The complex relationships in corporate governance call for agreements among the shareholders over and above its constitutional documents of a company. Shareholders’ agreement gained much acceptance as it enumerates the inter se rights of the shareholders of a company. These agreements are entered into with the primary objective of ensuring fair treatment of all shareholders. It is often used as a tool for protecting the interests of minority shareholders of the company. The courts have time and again discussed the issue of enforceability and validity of shareholders’ agreement. The present article examines the enforceability of the Shareholders’ Agreement and its role in protecting the rights of the shareholders. The author also discusses the inter relationship between shareholders’ agreement and the Articles of Association of a company.

INTRODUCTION

Shareholders’ Agreement (hereinafter, “SHA”) is essentially a contract between some or all the shareholders in a company, the purpose of which is to confer rights and impose obligations over and above those provided by the Company Law.[1] These agreements, in most national jurisdictions, are framed complementary to the company law and enables the parties therein in safeguarding their interest in the company. Under the Indian company law jurisprudence, shares are considered as movable properties and are freely transferable with regard to public companies. The transfer of shares in private companies are subject to the restrictions laid down in the Companies Act, 2013 and Article of Association of the company. The shareholder agreements impose rights and obligations on the parties to such agreements over and above those provided in the company law of the land and the constitutional documents of the company namely, the Memorandum of Association (hereinafter, “MOA”) and Articles of Association (hereinafter, “AOA”).

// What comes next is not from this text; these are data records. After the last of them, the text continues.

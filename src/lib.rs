//! Encyclopedia feed with curated related-article selection.
//!
//! [`orchestrator::Curator`] fetches a valid article and builds its
//! [`models::ArticleViewModel`]; [`session::Navigator`] holds the article
//! currently on screen.

pub mod api_types;
pub mod category;
pub mod config;
pub mod error;
pub mod fetch;
pub mod grouping;
pub mod image_cache;
pub mod models;
pub mod orchestrator;
pub mod render;
pub mod retry;
pub mod select;
pub mod serendipity;
pub mod session;
pub mod similarity;
pub mod validate;

pub use error::{CurationError, CurationResult, TransportError};
pub use models::{ArticleViewModel, RelatedArticle, RelationType};
pub use orchestrator::Curator;
pub use session::{LoadRequest, Navigator};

In this article, the author intends to examine the extent of enforceability of shareholder agreements in India. How far does the shareholder agreement be valid in India especially when it contradicts the Articles of Association? And finally, the author attempts to analyse whether the shareholder agreement do really protect the interest of shareholders of the company.

SHA v. AOA

The Articles of Association is one of the constitutional documents of the company. By virtue of section 399 of Companies Act, 2013, AOA is a public document. Unlike AOA, Shareholders’ Agreement is a private confidential contract between the parties thereto. Confidentiality of the terms and the protection of minority shareholders are the two major purposes of entering into a shareholders’ agreement.

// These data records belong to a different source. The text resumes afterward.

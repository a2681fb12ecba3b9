use async_trait::async_trait;
use itertools::Itertools;
use reqwest::Client;
use serde::de::DeserializeOwned;
use tracing::{debug, info, warn};
use url::Url;

use crate::api_types::*;
use crate::config::Config;
use crate::error::TransportError;
use crate::models::{ImageSource, PageSummary, RawPage};

/// Read-only view of the wiki content API.
#[async_trait]
pub trait WikiSource: Send + Sync {
    /// Full-text search, best match first.
    async fn search(&self, query: &str) -> Result<Vec<String>, TransportError>;

    /// Plain-text extract, category tags and outbound links for one title.
    /// `Ok(None)` when the API returned no page entry at all.
    async fn page(&self, title: &str) -> Result<Option<RawPage>, TransportError>;

    async fn page_image(&self, title: &str) -> Result<Option<ImageSource>, TransportError>;

    /// Random main-namespace, non-redirect titles of at least `min_size` bytes.
    async fn random_titles(&self, count: u32, min_size: u32) -> Result<Vec<String>, TransportError>;

    /// Intro extracts and images for a batch of titles.
    async fn summaries(&self, titles: &[String]) -> Result<Vec<PageSummary>, TransportError>;
}

fn image_of(page: &ApiPage) -> Option<ImageSource> {
    page.original.as_ref().map(|o| ImageSource {
        url: o.source.clone(),
        caption: page.pageimage.clone().unwrap_or_default(),
    })
}

impl From<ApiPage> for RawPage {
    fn from(p: ApiPage) -> Self {
        let image = image_of(&p);
        RawPage {
            title: p.title,
            extract: p.extract,
            missing: p.missing || p.invalid,
            categories: p.categories.into_iter().map(|c| c.title).collect(),
            links: p.links.into_iter().map(|l| l.title).collect(),
            image,
        }
    }
}

impl From<ApiPage> for PageSummary {
    fn from(p: ApiPage) -> Self {
        let image = image_of(&p);
        PageSummary {
            title: p.title,
            extract: p.extract,
            missing: p.missing || p.invalid,
            image,
        }
    }
}

/// `WikiSource` backed by the MediaWiki action API over HTTP.
#[derive(Clone)]
pub struct WikiClient {
    http: Client,
    base: Url,
    link_limit: u32,
    category_limit: u32,
}

impl WikiClient {
    pub fn new(cfg: &Config) -> Result<Self, TransportError> {
        let http = Client::builder()
            .user_agent(cfg.user_agent.clone())
            .timeout(cfg.request_timeout())
            .build()?;
        Ok(Self {
            http,
            base: Url::parse(&cfg.api_base)?,
            link_limit: cfg.link_limit,
            category_limit: cfg.category_limit,
        })
    }

    async fn query<Q: DeserializeOwned>(&self, params: &[(&str, String)]) -> Result<Q, TransportError> {
        let mut url = self.base.clone();
        url.query_pairs_mut()
            .append_pair("action", "query")
            .append_pair("format", "json")
            .append_pair("formatversion", "2")
            .extend_pairs(params.iter().map(|(k, v)| (*k, v.as_str())));

        let start = std::time::Instant::now();
        let resp = self.http.get(url.clone()).send().await?;
        let status = resp.status();
        if !status.is_success() {
            warn!("Wiki API error - status={}, url={}", status, url);
            return Err(TransportError::Status {
                status: status.as_u16(),
                url: url.to_string(),
            });
        }

        let body: ApiResponse<Q> = resp.json().await?;
        debug!(
            "Wiki API call completed - duration={:.2}s, params={}",
            start.elapsed().as_secs_f32(),
            params.iter().map(|(k, v)| format!("{k}={v}")).join("&")
        );

        if let Some(err) = body.error {
            return Err(TransportError::Malformed {
                reason: format!("{}: {}", err.code, err.info),
            });
        }
        body.query.ok_or_else(|| TransportError::Malformed {
            reason: "response has no query section".to_string(),
        })
    }
}

#[async_trait]
impl WikiSource for WikiClient {
    async fn search(&self, query: &str) -> Result<Vec<String>, TransportError> {
        let q: SearchQuery = self
            .query(&[("list", "search".into()), ("srsearch", query.to_string())])
            .await?;
        Ok(q.search.into_iter().map(|h| h.title).collect())
    }

    async fn page(&self, title: &str) -> Result<Option<RawPage>, TransportError> {
        let q: PagesQuery = self
            .query(&[
                ("prop", "extracts|categories|links".into()),
                ("explaintext", "1".into()),
                ("exsectionformat", "plain".into()),
                ("exlimit", "1".into()),
                ("titles", title.to_string()),
                ("pllimit", self.link_limit.to_string()),
                ("cllimit", self.category_limit.to_string()),
            ])
            .await?;
        let page = q.pages.into_iter().next().map(RawPage::from);
        if let Some(p) = &page {
            debug!(
                "Fetched page - title={}, missing={}, extract_chars={}, categories={}, links={}",
                p.title,
                p.missing,
                p.extract.as_deref().map(|e| e.chars().count()).unwrap_or(0),
                p.categories.len(),
                p.links.len()
            );
        }
        Ok(page)
    }

    async fn page_image(&self, title: &str) -> Result<Option<ImageSource>, TransportError> {
        let q: PagesQuery = self
            .query(&[
                ("prop", "pageimages".into()),
                ("piprop", "original|name".into()),
                ("titles", title.to_string()),
            ])
            .await?;
        Ok(q.pages.first().and_then(image_of))
    }

    async fn random_titles(&self, count: u32, min_size: u32) -> Result<Vec<String>, TransportError> {
        let q: RandomQuery = self
            .query(&[
                ("list", "random".into()),
                ("rnnamespace", "0".into()),
                ("rnlimit", count.to_string()),
                ("rnminsize", min_size.to_string()),
                ("rnfilterredir", "nonredirects".into()),
            ])
            .await?;
        Ok(q.random.into_iter().map(|t| t.title).collect())
    }

    async fn summaries(&self, titles: &[String]) -> Result<Vec<PageSummary>, TransportError> {
        if titles.is_empty() {
            return Ok(Vec::new());
        }
        let q: PagesQuery = self
            .query(&[
                ("prop", "extracts|pageimages".into()),
                ("exintro", "1".into()),
                ("explaintext", "1".into()),
                ("exlimit", "max".into()),
                ("piprop", "original|name".into()),
                ("titles", titles.iter().join("|")),
            ])
            .await?;
        info!("Fetched summaries - requested={}, returned={}", titles.len(), q.pages.len());
        Ok(q.pages.into_iter().map(PageSummary::from).collect())
    }
}
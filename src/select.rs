use rand::seq::IndexedRandom;
use rand::Rng;
use tracing::debug;

use crate::grouping::LinkGroups;
use crate::models::RelationType;
use crate::similarity::too_similar;

/// Number of related articles shown under an article.
pub const MAX_RELATED: usize = 9;

/// A link picked for display, remembering which bucket it came from.
#[derive(Debug, Clone, PartialEq, Eq)]
pub struct Selection {
    pub title: String,
    pub relation: RelationType,
}

fn is_eligible(candidate: &str, selected: &[Selection]) -> bool {
    selected
        .iter()
        .all(|s| s.title != candidate && !too_similar(&s.title, candidate))
}

/// Choose up to [`MAX_RELATED`] links spread across the three buckets.
///
/// One random pick per bucket seeds the set, then buckets take turns
/// contributing their first eligible link until the set is full or no
/// bucket has anything left. No two chosen titles are more than
/// [`crate::similarity::SIMILARITY_CUTOFF`] similar.
pub fn select_diverse<R: Rng + ?Sized>(groups: &LinkGroups, rng: &mut R) -> Vec<Selection> {
    if groups.is_empty() {
        debug!("No candidate links to select from");
        return Vec::new();
    }
    let mut selected: Vec<Selection> = Vec::with_capacity(MAX_RELATED);

    // 1) seed: one random pick per bucket
    for relation in RelationType::LINKED {
        let pool: Vec<&String> = groups
            .bucket(relation)
            .iter()
            .filter(|t| is_eligible(t, &selected))
            .collect();
        if let Some(title) = pool.choose(rng) {
            selected.push(Selection {
                title: (*title).clone(),
                relation,
            });
        }
    }
    let seeded = selected.len();

    // 2) fill: round-robin over the non-empty buckets
    let active: Vec<RelationType> = RelationType::LINKED
        .into_iter()
        .filter(|r| !groups.bucket(*r).is_empty())
        .collect();

    let mut progressed = true;
    while selected.len() < MAX_RELATED && progressed {
        progressed = false;
        for relation in &active {
            if selected.len() >= MAX_RELATED {
                break;
            }
            let next = groups
                .bucket(*relation)
                .iter()
                .find(|t| is_eligible(t, &selected))
                .cloned();
            if let Some(title) = next {
                selected.push(Selection {
                    title,
                    relation: *relation,
                });
                progressed = true;
            }
        }
    }

    debug!(
        "Selected related links - seeded={}, total={}, candidates={}",
        seeded,
        selected.len(),
        groups.len()
    );
    selected
}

The purposes that an SHA may seek to achieve can be mainly classified into four categories, namely:[2]

(1) conferring rights on an individual shareholder (such as conferring veto power on particular matters, power to nominated directors to the board, protection to such directors from removal);

(2) governance of the special relationship of the shareholders unconnected to the administration of the company (such as service as a lawyer or an accountant of the company);

(3) protection of the minority shareholders of the company; and

(4) confidentiality of the terms and conditions.[3]

ENGLISH LAW

Indian company law has been evolved with a heavy reliance on the English company law jurisprudence. The House of Lords, in the case of Russel v. Northern Bank Development Corp. Ltd.[4] considered the question of enforceability of agreement between the company and its shareholders. The agreement in question contained a clause restricting increasing share capital without the consent of the parties to the agreement. Thereafter, a proposal to increase the share capital was put forth by the Board of Directors. The court ruled that an agreement among the shareholders to exercise their voting rights in accordance with the consensus among the parties therein is a personal contract and not an undertaking of the company. The court also held that a shareholders’ agreement is binding only on the parties to the contract and not the future shareholders of the company. However, when a company agrees not to increase the share capital without the consent of the shareholders who are parties to such agreement, the same will have binding effect on the shareholders who are not a party to it.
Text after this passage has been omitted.